Nuit des femmes (La)

Japon (1961)

Genre : Drame

Écriture cinématographique : Fiction

Lycéens et apprentis au cinéma 2025-2026

Synopsis

La jeune Kuniko est pensionnaire d’une maison de réhabilitation pour anciennes prostituées. Malgré la bienveillance de la directrice, la vie n’est pas facile, et comme toutes ses camarades, elle espère s’en sortir. On lui propose une place dans une épicerie, mais le mari de la patronne et les hommes du quartier sont trop concupiscents. Kuniko doit s’enfuir, et part travailler dans une manufacture. Devant la méchanceté des autres employées, elle quitte son emploi, pour intégrer une pépinière. La vie semble devenir plus douce, mais le passé de la jeune femme la rattrape.

Distribution

Chisako Hara : Kuniko Sugimoto, femme du centre
Akemi Kita : Chieko, femme du centre, amie de Kuniko
Chieko Naniwa : Kameju, femme du centre
Chieko Seki : Oyuki, femme du centre
Misako Tominaga : Yoshimi Kamikura, femme du centre qui fait le mur
Kazue Tagami : Matsuko, femme du centre
Yuki Aresa : Tomeko, femme du centre
Noriko Sengoku : Shizuka, femme du centre
Fumiko Okamura : Okada, femme du centre
Masumi Harukawa : Harada, femme du centre
Chikage Awashima : Mme Nogami, directrice du centre de réinsertion

Générique

Réalisation : Kinuyo Tanaka
Scénario : Sumie Tanaka, d’après le roman Michi aredo de Masako Yana (ja) publié en 19601
Musique : Hikaru Hayashi
Direction artistique : Motoji Kojima
Photographie : Asakazu Nakai

Autour du film

Situé dans la deuxième moitié des années 50, après la loi interdisant la prostitution au Japon, La Nuit des femmes suit Kuniko, une ancienne travailleuse du sexe, qui vit dans une « maison de réhabilitation », entourée de femmes qui faisaient le même métier qu’elle. La mission des femmes à la tête de ces maisons (rattachées à l’État) est de trouver un emploi aux anciennes travailleuses du sexe et ainsi les réinsérer dans la société.

Sororité

Kinuyo Tanaka nous fait voir d’emblée une chaleureuse sororité dans cette maison (j’en profite pour vous recommander l’excellent Working Girls de Lizzie Borden sur ce sujet), et ce dès le début, à l’occasion d’une séquence où les femmes de la « haute société » visitent la maison pour l’ajouter à leur liste de bonnes œuvres. On comprend alors que les vrais éléments problématiques ne seront probablement pas ces femmes à la marge de la société, mais bien la société elle-même.
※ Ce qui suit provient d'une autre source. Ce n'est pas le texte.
//! Humanization pipeline.
//!
//! ```text
//! raw text
//!   → segmenter (ordered, non-blank chunks)
//!   → rewriter  (N passes per chunk: naturalness → personality → polish)
//!   → join with blank lines
//! ```

pub mod rewriter;
pub mod segmenter;
pub mod tiers;

pub use rewriter::{
    HumanizedDocument, IterationCount, IterativeRewriter, PassOutcome, DEFAULT_ITERATIONS,
    MAX_ITERATIONS, MIN_ITERATIONS,
};
pub use segmenter::{segment, Chunk};
pub use tiers::{PromptTier, TIERS};

use crate::utilities::errors::HumanizeError;
use crate::utilities::string_utils::{is_blank, sanitize_text};

/// Wire name of the LLM rewrite mode.
pub const LLM_APPROACH: &str = "llm_approach";

/// How a humanize request should be served.
#[derive(Debug, Clone, Copy, PartialEq, Eq)]
pub enum HumanizeMode {
    /// Iterative rewriting through the completion service.
    LlmApproach,
}

impl HumanizeMode {
    pub fn parse(mode: &str) -> Result<Self, HumanizeError> {
        match mode.trim() {
            LLM_APPROACH => Ok(HumanizeMode::LlmApproach),
            other => Err(HumanizeError::ModeNotImplemented {
                mode: other.to_string(),
            }),
        }
    }
}

/// Pick the text to humanize: the AI response when it has content,
/// otherwise the prompt. Both are sanitized first.
pub fn select_source_text(
    prompt: Option<&str>,
    ai_response: Option<&str>,
) -> Result<String, HumanizeError> {
    [ai_response, prompt]
        .into_iter()
        .flatten()
        .map(sanitize_text)
        .find(|text| !is_blank(text))
        .ok_or(HumanizeError::NoText)
}
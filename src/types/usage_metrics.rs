//! Token usage accounting for completion calls.

use serde::{Deserialize, Serialize};
use serde_json::Value;

/// Cumulative usage reported by the completion service.
#[derive(Debug, Clone, Default, PartialEq, Eq, Serialize, Deserialize)]
pub struct UsageMetrics {
    /// Total number of tokens used.
    pub total_tokens: i64,
    /// Number of tokens used in prompts.
    pub prompt_tokens: i64,
    /// Number of tokens used in completions.
    pub completion_tokens: i64,
    /// Number of successful requests made.
    pub successful_requests: i64,
}

impl UsageMetrics {
    /// Create a new empty UsageMetrics.
    pub fn new() -> Self {
        Self::default()
    }

    /// Add usage metrics from another UsageMetrics object.
    pub fn add_usage_metrics(&mut self, other: &UsageMetrics) {
        self.total_tokens += other.total_tokens;
        self.prompt_tokens += other.prompt_tokens;
        self.completion_tokens += other.completion_tokens;
        self.successful_requests += other.successful_requests;
    }

    /// Build metrics for one successful request from an OpenAI-style
    /// `usage` object. Missing fields count as zero.
    pub fn from_usage_block(usage: &Value) -> Self {
        let field = |name: &str| usage.get(name).and_then(Value::as_i64).unwrap_or(0);
        Self {
            total_tokens: field("total_tokens"),
            prompt_tokens: field("prompt_tokens"),
            completion_tokens: field("completion_tokens"),
            successful_requests: 1,
        }
    }
}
De fait, l’héroïne va aller de déception en déception au gré de ses emplois dits « respectables », et être confrontée aux préjugés ainsi qu’aux tentatives d’exploitation de son passé dès lors qu’il est révélé par accident, ou par choix. Perspicace, la réalisatrice ne limite pas le problème aux hommes libidineux, puisque les femmes font partie intégrante des problèmes de Kuniko : soit par mépris de classe, comme dans la séquence du début, soit par manque de réflexion/d’éducation sur le sujet, ou simplement par égoïsme – profiter de plus faible que soi pour arriver à ses fins.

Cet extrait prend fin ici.